The S&P 500 has been on the trek down and has broken a key resistance 1,220 level on Wednesday, after Ben Bernanke said that there will be no immediate monetary easing, though interest rates will continue to stay low through mid 2013, which we have already known. With no fed intervention, we will see the US dollar strengthen, and the market weaken a bit, which is what has happened since Bernanke’s speech Tuesday afternoon. This combined with continued European uncertainty, and possible Euro printing, we could be in for the start of a rough 2012. Though a strong US dollar is not a bad thing; to make a country grow, we need GDP growth. Macroeconomics 101 says that GDP = C+I+G+NX. 70% of that equation is the C which is consumer spending. With a stronger US dollar, consumers’ money goes further. Oil prices also come down, like we have seen; off of the $100 dollar mark and making its way down to $90. With a stronger dollar and lower oil prices, consumers now have more $$ to spend.
I estimate that the broader market (S&P 500) will close out the year roughly unchanged (my range is 1,245-1,270 which is 1% above and below flat on year 1,257). Between now and then, I don’t anticipate on anything being solved, but be aware of false rumors, which seem to run this market day by day.

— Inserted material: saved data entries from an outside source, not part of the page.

//! Wall-clock time services: timeouts, intervals, and the tick counter
//!
//! `TimeManager` tracks a wall-clock accumulator and a monotonic tick
//! counter, separate from the kernel's own virtual clock — it exists to
//! serve host-side callbacks (UI refresh, telemetry export), not
//! scheduling decisions. The timer table sits behind a `Mutex` because
//! `update` runs on the heartbeat thread while `cancel` may be called
//! from an external thread.

use std::sync::Mutex;

/// Opaque handle to a registered timer
#[derive(Debug, Clone, Copy, PartialEq, Eq, Hash)]
pub struct TimerId(u64);

enum TimerKind {
    Oneshot,
    Interval(f64),
}

struct Timer {
    id: TimerId,
    fires_at: f64,
    kind: TimerKind,
    callback: Box<dyn FnMut() + Send>,
}

struct Timers {
    entries: Vec<Timer>,
    next_id: u64,
}

/// Wall-clock bookkeeping and logical timer callbacks
pub struct TimeManager {
    current_time: f64,
    tick_count: u64,
    timers: Mutex<Timers>,
}

impl TimeManager {
    pub fn new() -> Self {
        TimeManager {
            current_time: 0.0,
            tick_count: 0,
            timers: Mutex::new(Timers {
                entries: Vec::new(),
                next_id: 1,
            }),
        }
    }

    /// Advance wall-clock time by `delta` seconds, incrementing the tick
    /// counter and firing any timers due.
    pub fn update(&mut self, delta: f64) {
        self.current_time += delta;
        self.tick_count += 1;

        let mut timers = self.timers.lock().expect("timer table poisoned");
        let now = self.current_time;

        let mut i = 0;
        while i < timers.entries.len() {
            if timers.entries[i].fires_at <= now {
                let mut timer = timers.entries.remove(i);
                (timer.callback)();
                if let TimerKind::Interval(period) = timer.kind {
                    timer.fires_at = now + period;
                    timers.entries.push(timer);
                }
            } else {
                i += 1;
            }
        }
    }

    #[inline]
    pub fn current_time(&self) -> f64 {
        self.current_time
    }

    #[inline]
    pub fn tick_count(&self) -> u64 {
        self.tick_count
    }

    /// Register a one-shot timer that fires once `delay` seconds from now.
    pub fn set_timeout(&self, delay: f64, callback: impl FnMut() + Send + 'static) -> TimerId {
        let mut timers = self.timers.lock().expect("timer table poisoned");
        let id = TimerId(timers.next_id);
        timers.next_id += 1;
        timers.entries.push(Timer {
            id,
            fires_at: self.current_time + delay,
            kind: TimerKind::Oneshot,
            callback: Box::new(callback),
        });
        id
    }

    /// Register a periodic timer that fires every `period` seconds,
    /// starting `period` seconds from now.
    pub fn set_interval(&self, period: f64, callback: impl FnMut() + Send + 'static) -> TimerId {
        let mut timers = self.timers.lock().expect("timer table poisoned");
        let id = TimerId(timers.next_id);
        timers.next_id += 1;
        timers.entries.push(Timer {
            id,
            fires_at: self.current_time + period,
            kind: TimerKind::Interval(period),
            callback: Box::new(callback),
        });
        id
    }

    /// Cancel a timer by id. A no-op if the id is unknown or already fired
    /// (and was a one-shot).
    pub fn cancel(&self, id: TimerId) {
        let mut timers = self.timers.lock().expect("timer table poisoned");
        timers.entries.retain(|t| t.id != id);
    }
}

impl Default for TimeManager {
    fn default() -> Self {
        Self::new()
    }
}

#[cfg(test)]
mod tests {
    use super::*;
    use std::sync::atomic::{AtomicU32, Ordering};
    use std::sync::Arc;

    #[test]
    fn oneshot_fires_once() {
        let tm = TimeManager::new();
        let count = Arc::new(AtomicU32::new(0));
        let c = count.clone();
        tm.set_timeout(0.010, move || {
            c.fetch_add(1, Ordering::SeqCst);
        });

        let mut tm = tm;
        tm.update(0.005);
        assert_eq!(count.load(Ordering::SeqCst), 0);
        tm.update(0.010);
        assert_eq!(count.load(Ordering::SeqCst), 1);
        tm.update(0.010);
        assert_eq!(count.load(Ordering::SeqCst), 1);
    }

    #[test]
    fn interval_refires() {
        let mut tm = TimeManager::new();
        let count = Arc::new(AtomicU32::new(0));
        let c = count.clone();
        tm.set_interval(0.010, move || {
            c.fetch_add(1, Ordering::SeqCst);
        });

        tm.update(0.010);
        tm.update(0.010);
        tm.update(0.010);
        assert_eq!(count.load(Ordering::SeqCst), 3);
    }

    #[test]
    fn cancel_prevents_fire() {
        let mut tm = TimeManager::new();
        let count = Arc::new(AtomicU32::new(0));
        let c = count.clone();
        let id = tm.set_timeout(0.010, move || {
            c.fetch_add(1, Ordering::SeqCst);
        });
        tm.cancel(id);
        tm.update(0.020);
        assert_eq!(count.load(Ordering::SeqCst), 0);
    }
}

Above the S&P 500 and my ranges
As I also discussed, the US dollar index, which is a measure of the strength of the US dollar compared to a basket of six of the most used currencies in the world, is another important indicator to watch for economic strength/weakness. More than half of the weight to compose the index is from the Euro (58%) and the rest is from the Japanese Yen (JPY) 12.6%, Pound Sterling (GBP), 11.9%, Canadian dollar (CAD), 9.1% Swedish krona (SEK), 4.2% weight Swiss franc (CHF) 3.6%. Recently, we have seen a big push up above the 80 level, one not seen in quite some time. This index tends to inversely relate to the S&P 500.
As you can see there has been a quite nice U shaped recovery in our currency, up 5 pennies since the beginning of last month to relatively flat for the year. It is in a bullish pattern now, with long-term resistance looking to be 75 ish, I see the US dollar holding strong through the beginning of 2012, given no easing tactics.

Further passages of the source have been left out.